## [Stored data]
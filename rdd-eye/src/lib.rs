//! rdd-eye: road damage detection annotation pipeline
//!
//! Turns frames (single uploads or a live webcam feed) into annotated
//! frames plus a table of detected cracks and potholes. The model runtime,
//! the video transport and the UI are collaborators; this crate owns the
//! contract between them: resize, detect, postprocess, annotate, publish.

pub mod config;
pub mod error;
pub mod frame;
pub mod image_mode;
pub mod labels;
pub mod models;
pub mod processing;
pub mod stream;

pub use config::PipelineConfig;
pub use error::DetectionError;
pub use frame::Frame;
pub use labels::LabelSet;
pub use models::{Detection, Detector, DetectorCache, RawDetection, SharedDetector};
pub use stream::{ResultChannel, StreamCoordinator, StreamState, ThresholdController};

## [PROBLEM TO WORK ON]
Select the lines from the entries that include the word "models".

## [TASK SOLUTION]
pub mod models;
pub use models::{Detection, Detector, DetectorCache, RawDetection, SharedDetector};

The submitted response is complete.